While the 35-year-old Satterlee was hampered more during the race’s second half by his car’s damaged spoiler than his tire choice (like Eckert, he ran harder-compound rubber), Bloomquist had his hopes dulled after advancing from 21st to second in 29 laps by his decision to bolt on softer tires in hopes that he could hustle to the front before rain arrived to cut short the feature. Bloomquist couldn’t keep pace down the stretch and settled for a third-place finish, just a half car length in front of 13th-starter Dylan Yoder of Selinsgrove, Pa., who came on strong to place fourth.
Fourth-starter Matt Cosner of Ridgeley, W.Va., completed the top five after running third for the headliner’s first 12 laps but then hanging on the rest of the way due to his deteriorating softer tires.

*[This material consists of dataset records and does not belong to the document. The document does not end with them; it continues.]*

use chrono::{DateTime, Duration, Utc};
use serde::{Deserialize, Serialize};
use tracing::{debug, warn};

use crate::error::GatewayError;
use crate::gateway::Gateway;

/// Signed, time-limited media URL for one item.
#[derive(Debug, Clone, PartialEq, Serialize)]
pub struct PlaybackLink {
    pub url: String,
    pub fetched_at: DateTime<Utc>,
    pub expires_at: DateTime<Utc>,
}

/// Wire shape of `GET /videos/{id}/playback`.
#[derive(Debug, Deserialize)]
pub struct PlaybackResponse {
    #[serde(default)]
    pub url: Option<String>,
    #[serde(default)]
    pub expires_in: Option<i64>,
}

impl PlaybackLink {
    /// Build a link from the wire response. A missing or blank URL means the
    /// media is unavailable. Expiry is the backend's `expires_in` if given,
    /// otherwise `default_ttl_secs` from fetch time.
    pub fn from_response(
        resp: PlaybackResponse,
        fetched_at: DateTime<Utc>,
        default_ttl_secs: i64,
    ) -> Option<Self> {
        let url = resp.url.filter(|u| !u.trim().is_empty())?;
        let expires_at = resp
            .expires_in
            .filter(|s| *s > 0)
            .and_then(|ttl| expiry(fetched_at, ttl))
            .or_else(|| expiry(fetched_at, default_ttl_secs))
            .unwrap_or(DateTime::<Utc>::MAX_UTC);
        Some(Self {
            url,
            fetched_at,
            expires_at,
        })
    }

    pub fn is_expired(&self, now: DateTime<Utc>) -> bool {
        now >= self.expires_at
    }
}

/// `None` when the offset is not positive or overflows the calendar.
fn expiry(from: DateTime<Utc>, ttl_secs: i64) -> Option<DateTime<Utc>> {
    if ttl_secs <= 0 {
        return None;
    }
    Duration::try_seconds(ttl_secs).and_then(|d| from.checked_add_signed(d))
}

/// Holds the link of the item currently on screen, and nothing else.
///
/// Every `fetch` goes to the backend. The cached link is only handed back for
/// the same item and before it expires; it is never refreshed proactively.
#[derive(Debug, Default)]
pub struct PlaybackLinkCache {
    current: Option<(String, PlaybackLink)>,
}

impl PlaybackLinkCache {
    pub fn new() -> Self {
        Self::default()
    }

    /// Fresh link for `item_id`, replacing whatever was held.
    ///
    /// Unavailable media and request failures both yield `None`: the caller
    /// just omits the playback control.
    pub async fn fetch<G: Gateway + ?Sized>(
        &mut self,
        gateway: &G,
        item_id: &str,
    ) -> Option<&PlaybackLink> {
        let result = gateway.get_playback_link(item_id).await;
        self.store(item_id, result)
    }

    /// Record the outcome of a playback request made elsewhere.
    pub fn store(
        &mut self,
        item_id: &str,
        result: Result<Option<PlaybackLink>, GatewayError>,
    ) -> Option<&PlaybackLink> {
        self.current = None;
        match result {
            Ok(Some(link)) => {
                debug!(item_id, expires_at = %link.expires_at, "Playback link fetched");
                self.current = Some((item_id.to_string(), link));
            }
            Ok(None) => debug!(item_id, "No playback media for item"),
            Err(e) => warn!(item_id, error = %e, "Playback link unavailable"),
        }
        self.current.as_ref().map(|(_, link)| link)
    }

    /// Held link, if it belongs to `item_id` and has not expired at `now`.
    pub fn current(&self, item_id: &str, now: DateTime<Utc>) -> Option<&PlaybackLink> {
        self.current
            .as_ref()
            .filter(|(id, link)| id == item_id && !link.is_expired(now))
            .map(|(_, link)| link)
    }

    /// Drop the held link when the view goes away.
    pub fn teardown(&mut self) {
        self.current = None;
    }
}

#[cfg(test)]
mod tests {
    use super::*;
    use chrono::TimeZone;

    fn at(secs: i64) -> DateTime<Utc> {
        Utc.timestamp_opt(1_700_000_000 + secs, 0).unwrap()
    }

    #[test]
    fn test_expiry_from_backend_or_default() {
        let link = PlaybackLink::from_response(
            PlaybackResponse { url: Some("https://m/x".into()), expires_in: Some(60) },
            at(0),
            3600,
        )
        .unwrap();
        assert_eq!(link.expires_at, at(60));
        assert!(!link.is_expired(at(59)));
        assert!(link.is_expired(at(60)));

        let link = PlaybackLink::from_response(
            PlaybackResponse { url: Some("https://m/x".into()), expires_in: None },
            at(0),
            3600,
        )
        .unwrap();
        assert_eq!(link.expires_at, at(3600));
    }

    #[test]
    fn test_oversized_expires_in_falls_back_to_default() {
        for huge in [i64::MAX, 1_000_000_000_000_000] {
            let link = PlaybackLink::from_response(
                PlaybackResponse { url: Some("https://m/x".into()), expires_in: Some(huge) },
                at(0),
                3600,
            )
            .unwrap();
            assert_eq!(link.expires_at, at(3600));
        }
    }

    #[test]
    fn test_oversized_default_ttl_saturates() {
        let link = PlaybackLink::from_response(
            PlaybackResponse { url: Some("https://m/x".into()), expires_in: Some(i64::MAX) },
            at(0),
            i64::MAX,
        )
        .unwrap();
        assert_eq!(link.expires_at, DateTime::<Utc>::MAX_UTC);
        assert!(!link.is_expired(at(1_000_000_000)));
    }

    #[test]
    fn test_blank_url_is_unavailable() {
        assert!(PlaybackLink::from_response(PlaybackResponse { url: Some(" ".into()), expires_in: None }, at(0), 10).is_none());
        assert!(PlaybackLink::from_response(PlaybackResponse { url: None, expires_in: Some(5) }, at(0), 10).is_none());
    }

    #[test]
    fn test_current_is_scoped_to_item_and_expiry() {
        let link = PlaybackLink {
            url: "https://m/x".into(),
            fetched_at: at(0),
            expires_at: at(100),
        };
        let mut cache = PlaybackLinkCache {
            current: Some(("v1".to_string(), link)),
        };
        assert!(cache.current("v1", at(10)).is_some());
        assert!(cache.current("v2", at(10)).is_none());
        assert!(cache.current("v1", at(100)).is_none());

        cache.teardown();
        assert!(cache.current("v1", at(10)).is_none());
    }
}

What happened with the rain that was, in some way, on everyone’s mind before they hit the track? It began to spit just as Eckert pulled into victory lane and shortly thereafter turned into an thunderstorm deluge, sending teams scurrying to load up their trailers and forcing officials to postpone the remaining Late Model Sportsman and open-wheel modified features to late Sunday afternoon.

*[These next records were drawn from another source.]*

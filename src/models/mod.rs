use serde::{Deserialize, Serialize};
use std::collections::BTreeMap;

use crate::status::{AsrStatus, ContentQuality, StatusCounts, SummaryStatus};

/// A creator tracked by the knowledge base.
#[derive(Debug, Clone, Serialize, Deserialize)]
pub struct Author {
    pub id: String,
    #[serde(default)]
    pub name: String,
    #[serde(default)]
    pub platform: String,
    #[serde(default)]
    pub avatar_url: Option<String>,
    #[serde(default)]
    pub homepage_url: Option<String>,
    #[serde(default)]
    pub author_type: Option<String>,
    /// Rollup embedded by the list endpoint, when the backend provides one.
    #[serde(default, skip_serializing_if = "Option::is_none")]
    pub status: Option<StatusCounts>,
}

/// One ingested media item (video or post).
#[derive(Debug, Clone, Serialize, Deserialize)]
pub struct ContentItem {
    pub id: String,
    #[serde(default)]
    pub author_id: Option<String>,
    #[serde(default)]
    pub external_id: Option<String>,
    #[serde(default)]
    pub title: String,
    #[serde(default)]
    pub published_at: Option<String>,
    #[serde(default)]
    pub url: Option<String>,
    #[serde(default)]
    pub duration: Option<f64>,
    #[serde(default)]
    pub content_type: Option<String>,
    #[serde(default)]
    pub asr_status: AsrStatus,
    #[serde(default)]
    pub summary_status: SummaryStatus,
    #[serde(default)]
    pub content_quality: ContentQuality,
}

/// Transcript fragment. Offsets are milliseconds.
#[derive(Debug, Clone, Serialize, Deserialize)]
pub struct Segment {
    #[serde(default)]
    pub segment_index: i64,
    #[serde(default)]
    pub start_time_ms: i64,
    #[serde(default)]
    pub end_time_ms: i64,
    #[serde(default)]
    pub text: String,
}

/// Compact summary: one paragraph plus keywords.
#[derive(Debug, Clone, Default, PartialEq, Serialize, Deserialize)]
pub struct ShortSummary {
    #[serde(default)]
    pub summary: Option<String>,
    #[serde(default)]
    pub keywords: Vec<String>,
}

/// Stored LLM summary of one item. `json_data` shape varies by pipeline version.
#[derive(Debug, Clone, Default, Serialize, Deserialize)]
pub struct Summary {
    #[serde(default)]
    pub id: Option<String>,
    #[serde(default)]
    pub content_id: Option<String>,
    #[serde(default)]
    pub content: Option<String>,
    #[serde(default)]
    pub json_data: Option<serde_json::Value>,
    #[serde(default)]
    pub short_json: Option<serde_json::Value>,
    #[serde(default)]
    pub video_category: Option<String>,
    #[serde(default)]
    pub created_at: Option<String>,
}

/// Author-level report, one per regeneration and type.
#[derive(Debug, Clone, Serialize, Deserialize)]
pub struct AuthorReport {
    #[serde(default)]
    pub id: Option<String>,
    #[serde(default)]
    pub author_id: Option<String>,
    #[serde(default)]
    pub report_type: Option<String>,
    #[serde(default)]
    pub content_type: Option<String>,
    #[serde(default)]
    pub report_version: Option<String>,
    #[serde(default)]
    pub content: Option<String>,
    #[serde(default)]
    pub json_data: Option<serde_json::Value>,
    #[serde(default)]
    pub created_at: Option<String>,
}

impl AuthorReport {
    /// Grouping key: content type, then report type, then "generic".
    pub fn type_key(&self) -> &str {
        [&self.content_type, &self.report_type]
            .into_iter()
            .filter_map(|t| t.as_deref())
            .find(|s| !s.is_empty())
            .unwrap_or("generic")
    }

    /// View the report through the summary record shape for normalization.
    pub fn as_summary(&self) -> Summary {
        Summary {
            id: self.id.clone(),
            content_id: None,
            content: self.content.clone(),
            json_data: self.json_data.clone(),
            short_json: None,
            video_category: None,
            created_at: self.created_at.clone(),
        }
    }
}

/// `GET /authors/{id}` envelope.
#[derive(Debug, Clone, Serialize, Deserialize)]
pub struct AuthorDetail {
    pub author: Author,
    #[serde(default)]
    pub latest_report: Option<AuthorReport>,
    #[serde(default)]
    pub reports: Vec<AuthorReport>,
    #[serde(default)]
    pub reports_by_type: BTreeMap<String, Vec<AuthorReport>>,
    #[serde(default)]
    pub status: Option<StatusCounts>,
}

impl AuthorDetail {
    /// Reports grouped by type key, each group most recent first.
    ///
    /// Uses the backend grouping when present, otherwise groups the flat list.
    pub fn grouped_reports(&self) -> BTreeMap<String, Vec<AuthorReport>> {
        let mut grouped = if self.reports_by_type.is_empty() {
            let mut g: BTreeMap<String, Vec<AuthorReport>> = BTreeMap::new();
            for report in &self.reports {
                g.entry(report.type_key().to_string())
                    .or_default()
                    .push(report.clone());
            }
            g
        } else {
            self.reports_by_type.clone()
        };
        for group in grouped.values_mut() {
            // ISO-8601 strings order chronologically; missing dates sink.
            group.sort_by(|a, b| b.created_at.cmp(&a.created_at));
        }
        grouped
    }

    /// Latest report, falling back to the newest one in the flat list.
    pub fn latest(&self) -> Option<&AuthorReport> {
        self.latest_report.as_ref().or_else(|| {
            self.reports
                .iter()
                .max_by(|a, b| a.created_at.cmp(&b.created_at))
        })
    }
}

/// `GET /videos/{id}` envelope.
#[derive(Debug, Clone, Serialize, Deserialize)]
pub struct ItemDetail {
    #[serde(rename = "video")]
    pub item: ContentItem,
    #[serde(default)]
    pub summary: Option<Summary>,
    #[serde(default)]
    pub segments: Vec<Segment>,
}

impl ItemDetail {
    /// Segments ordered by start offset.
    pub fn ordered_segments(&self) -> Vec<&Segment> {
        let mut segs: Vec<&Segment> = self.segments.iter().collect();
        segs.sort_by_key(|s| (s.start_time_ms, s.segment_index));
        segs
    }
}

/// Response of `POST /authors/{id}/set_type`.
#[derive(Debug, Clone, Serialize, Deserialize)]
pub struct AuthorTypeChange {
    pub author_id: String,
    #[serde(default)]
    pub author_type: Option<String>,
}

/// Enqueue acknowledgment for a background job.
#[derive(Debug, Clone, Default, Serialize, Deserialize)]
pub struct TaskAck {
    #[serde(default)]
    pub status: Option<String>,
    #[serde(default)]
    pub message: Option<String>,
    #[serde(default)]
    pub task_id: Option<String>,
}

/// One row of the LLM call log.
#[derive(Debug, Clone, Serialize, Deserialize)]
pub struct LlmCallEntry {
    #[serde(default)]
    pub id: Option<serde_json::Value>,
    #[serde(default)]
    pub task_type: Option<String>,
    #[serde(default)]
    pub content_type: Option<String>,
    #[serde(default)]
    pub profile_key: Option<String>,
    #[serde(default)]
    pub model: Option<String>,
    #[serde(default)]
    pub status: Option<String>,
    #[serde(default)]
    pub latency_ms: Option<i64>,
    #[serde(default)]
    pub prompt_tokens: Option<i64>,
    #[serde(default)]
    pub completion_tokens: Option<i64>,
    #[serde(default)]
    pub error: Option<String>,
    #[serde(default)]
    pub created_at: Option<String>,
}

#[derive(Debug, Clone, Default, Serialize, Deserialize)]
pub struct LlmCallPage {
    #[serde(default)]
    pub items: Vec<LlmCallEntry>,
    #[serde(default)]
    pub total: usize,
}

/// Answer from the knowledge-base chat endpoint.
#[derive(Debug, Clone, Serialize, Deserialize)]
pub struct ChatAnswer {
    #[serde(default)]
    pub answer: String,
    #[serde(default)]
    pub citations: Vec<serde_json::Value>,
}

#[cfg(test)]
mod tests {
    use super::*;
    use serde_json::json;

    #[test]
    fn test_report_grouping_falls_back_to_flat_list() {
        let detail: AuthorDetail = serde_json::from_value(json!({
            "author": {"id": "a1", "name": "n"},
            "reports": [
                {"id": "r1", "content_type": "finance", "created_at": "2025-01-01T00:00:00"},
                {"id": "r2", "created_at": "2025-02-01T00:00:00"},
                {"id": "r3", "content_type": "finance", "created_at": "2025-03-01T00:00:00"}
            ]
        }))
        .unwrap();

        let grouped = detail.grouped_reports();
        let finance: Vec<_> = grouped["finance"].iter().map(|r| r.id.clone().unwrap()).collect();
        assert_eq!(finance, vec!["r3", "r1"]);
        assert_eq!(grouped["generic"].len(), 1);
        assert_eq!(detail.latest().and_then(|r| r.id.as_deref()), Some("r3"));
    }

    #[test]
    fn test_blank_content_type_falls_through_to_report_type() {
        let detail: AuthorDetail = serde_json::from_value(json!({
            "author": {"id": "a1"},
            "reports": [
                {"id": "r1", "content_type": "", "report_type": "finance"},
                {"id": "r2", "content_type": "", "report_type": ""}
            ]
        }))
        .unwrap();
        assert_eq!(detail.reports[0].type_key(), "finance");
        assert_eq!(detail.reports[1].type_key(), "generic");

        let grouped = detail.grouped_reports();
        assert_eq!(grouped["finance"].len(), 1);
        assert!(!grouped.contains_key(""));
    }

    #[test]
    fn test_backend_groups_are_resorted_newest_first() {
        let detail: AuthorDetail = serde_json::from_value(json!({
            "author": {"id": "a1"},
            "latest_report": {"id": "r9"},
            "reports_by_type": {
                "life": [
                    {"id": "old", "created_at": "2024-01-01"},
                    {"id": "new", "created_at": "2024-06-01"}
                ]
            }
        }))
        .unwrap();
        let grouped = detail.grouped_reports();
        assert_eq!(grouped["life"][0].id.as_deref(), Some("new"));
        assert_eq!(detail.latest().and_then(|r| r.id.as_deref()), Some("r9"));
    }

    #[test]
    fn test_item_detail_orders_segments_by_offset() {
        let detail: ItemDetail = serde_json::from_value(json!({
            "video": {"id": "v1", "title": "t"},
            "summary": null,
            "segments": [
                {"segment_index": 1, "start_time_ms": 5000, "end_time_ms": 9000, "text": "b"},
                {"segment_index": 0, "start_time_ms": 0, "end_time_ms": 5000, "text": "a"}
            ]
        }))
        .unwrap();
        let texts: Vec<&str> = detail.ordered_segments().iter().map(|s| s.text.as_str()).collect();
        assert_eq!(texts, vec!["a", "b"]);
        assert!(detail.summary.is_none());
    }
}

Racing at a track where he won four consecutive track titles from 1989-92, the third-starting Eckert settled into fourth place with his self-owned XR1 Rocket car during the feature’s early circuits. He overtook Cosner for third on a lap-12 restart and passed polesitter Ross Bailes of Clover, S.C. — another driver who anticipated a rain-shortened A-main and thus faded as his soft tires wore out — for second on lap 19, but his first attempt to grab the lead from Satterlee was stifled when he ran out of room behind Satterlee on the homestretch and grazed the outside wall.
After a pair of caution flags on lap 29 — the first coming when 14-year-old Drake Troutman of Hyndman, Pa., slammed the tire barrier in front of the turn-three wall due to contact from Satterlee as he was lapping the teenager — Eckert briefly lost second place to Bloomquist. He knew, however, that he still had the speed to deal with the 55-year-old Hall of Famer as well as Satterlee.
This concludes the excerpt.